Der Landschaftscharakter änderte sich nicht. Schier endlos breitete sich der Wald, der stets gleich aussah, er verdeckte den ganzen westlichen Horizont. Das Ufer war gleichbleibend hoch und abschüssig. Dann und wann erhoben sich kleine Höhenzüge, auf denen ebenfalls Bäume wuchsen. Nicht die geringste Spur eines anderen, nichtpflanzlichen Lebens war zu entdecken.
Schon über vierundzwanzig Stunden hatte keiner der Sternfahrer ein Auge zugetan, aber so merkwürdig es auch war — nicht im Boot, sondern auf dem Raumschiff dachte man daran, daß die Tauchbootfahrer müde sein müßten. Es war Doktor Andrejew. Er verlangte kategorisch, sie sollten eine „Nachtruhe“ einlegen.
Melnikow unterstützte diese Forderung. Bereitwillig erklärten sich alle einverstanden. Das Boot tauchte und legte sich auf Grund.
Erst jetzt fühlten alle, wie körperlich und seelisch erschöpft sie waren. Sie schliefen neun Stunden ohne Unterbrechung. Dann tauchten sie erholt und mit frischen Kräften auf und fuhren weiter.
Der Wald nahm immer noch kein Ende.
Unvermittelt machte das Ufer einen Knick und wandte sich nach Nordwesten. Fern am Horizont kam ein anderes Ufer in Sicht, das parallel zu verlaufen schien.
„Eine Bucht“, sagte Balandin. „Werden wir hineinfahren?“
„Selbstverständlich.“ Melnikow nickte.
Die Bucht schnitt scheinbar sehr tief ins Festland. Ihre Ufer waren sogar mit dem Fernglas nicht deutlich zu erkennen.
Das Boot fuhr am Südufer entlang. Mehrmals mußte eines Gewitters wegen gestoppt und auf Tauchstation gegangen werden.
„Vielleicht ist dies gar keine Bucht, sondern eine Meerenge?“ sagte Saizew.

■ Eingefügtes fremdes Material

//! Line smoothing and axis fitting for the history chart.

/// Samples drawn per segment between two data points.
pub const SEGMENT_STEPS: usize = 8;

/// Smooths a polyline with a cardinal spline of the given tension. Points
/// must have increasing x. The curve passes through every input point; a
/// tension of 0 yields straight segments.
pub fn smooth(points: &[(f64, f64)], tension: f64) -> Vec<(f64, f64)> {
    if points.len() < 3 || tension == 0.0 {
        return points.to_vec();
    }

    let last = points.len() - 1;
    // Outgoing and incoming control points for every data point.
    let controls: Vec<((f64, f64), (f64, f64))> = (0..=last)
        .map(|i| {
            let prev = points[i.saturating_sub(1)];
            let cur = points[i];
            let next = points[(i + 1).min(last)];
            let dx = (next.0 - prev.0) * tension / 2.0;
            let dy = (next.1 - prev.1) * tension / 2.0;
            ((cur.0 - dx, cur.1 - dy), (cur.0 + dx, cur.1 + dy))
        })
        .collect();

    let mut out = Vec::with_capacity(last * SEGMENT_STEPS + 1);
    out.push(points[0]);
    for i in 0..last {
        let p0 = points[i];
        let p1 = controls[i].1;
        let p2 = controls[i + 1].0;
        let p3 = points[i + 1];
        for step in 1..=SEGMENT_STEPS {
            let t = step as f64 / SEGMENT_STEPS as f64;
            out.push(bezier(p0, p1, p2, p3, t));
        }
    }
    out
}

fn bezier(p0: (f64, f64), p1: (f64, f64), p2: (f64, f64), p3: (f64, f64), t: f64) -> (f64, f64) {
    let u = 1.0 - t;
    let a = u * u * u;
    let b = 3.0 * u * u * t;
    let c = 3.0 * u * t * t;
    let d = t * t * t;
    (
        a * p0.0 + b * p1.0 + c * p2.0 + d * p3.0,
        a * p0.1 + b * p1.1 + c * p2.1 + d * p3.1,
    )
}

/// Y axis range for `values`. Without `begin_at_zero` the range hugs the
/// data with a small margin; it is never empty.
pub fn value_range(values: &[f64], begin_at_zero: bool) -> (f64, f64) {
    let (min, max) = values
        .iter()
        .filter(|v| v.is_finite())
        .fold(None, |acc: Option<(f64, f64)>, &v| match acc {
            Some((lo, hi)) => Some((lo.min(v), hi.max(v))),
            None => Some((v, v)),
        })
        .unwrap_or((0.0, 1.0));

    let (min, max) = if begin_at_zero {
        (min.min(0.0), max.max(0.0))
    } else {
        (min, max)
    };

    let span = max - min;
    let pad = if span > 0.0 {
        span * 0.05
    } else if min != 0.0 {
        min.abs() * 0.01
    } else {
        1.0
    };

    let lower = if begin_at_zero && min >= 0.0 {
        min
    } else {
        min - pad
    };
    (lower, max + pad)
}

„Es könnte sein,“ Melnikow betrachtete unverwandt das gegenüberliegende Ufer, das merklich näherrückte. „Maschinen stop!“ Die Motoren verstummten, sacht hob und senkte sich der Bug.
„Seht doch mal zum Ufer!“ Alle stellten fest’, daß das Boot nicht auf der Stelle liegenblieb, sondern langsam rückwärts getrieben wurde.
„Das ist keine Bucht und auch keine Meerenge, sondern ein Fluß“, verkündete Melnikow.
„Konstantin Jewgenjewitsch hat wie immer recht“, sagte Balandin. „Wir haben ein Festland vor uns.“
„Fahren wir doch weiter, stromaufwärts“, schlug Saizew vor.
„Das Ufer muß schließlich mal flacher werden, und dann können wir an Land gehen.“ Seine Vermutung erwies sich als richtig. Schon nach einer Stunde wurden die Ufer bedeutend niedriger und fielen nicht mehr so steil zum Wasser ab.
Nichts schwamm auf dem Wasser des Flusses. Nur manchmal trug die Strömung dem Boot Zweige entgegen.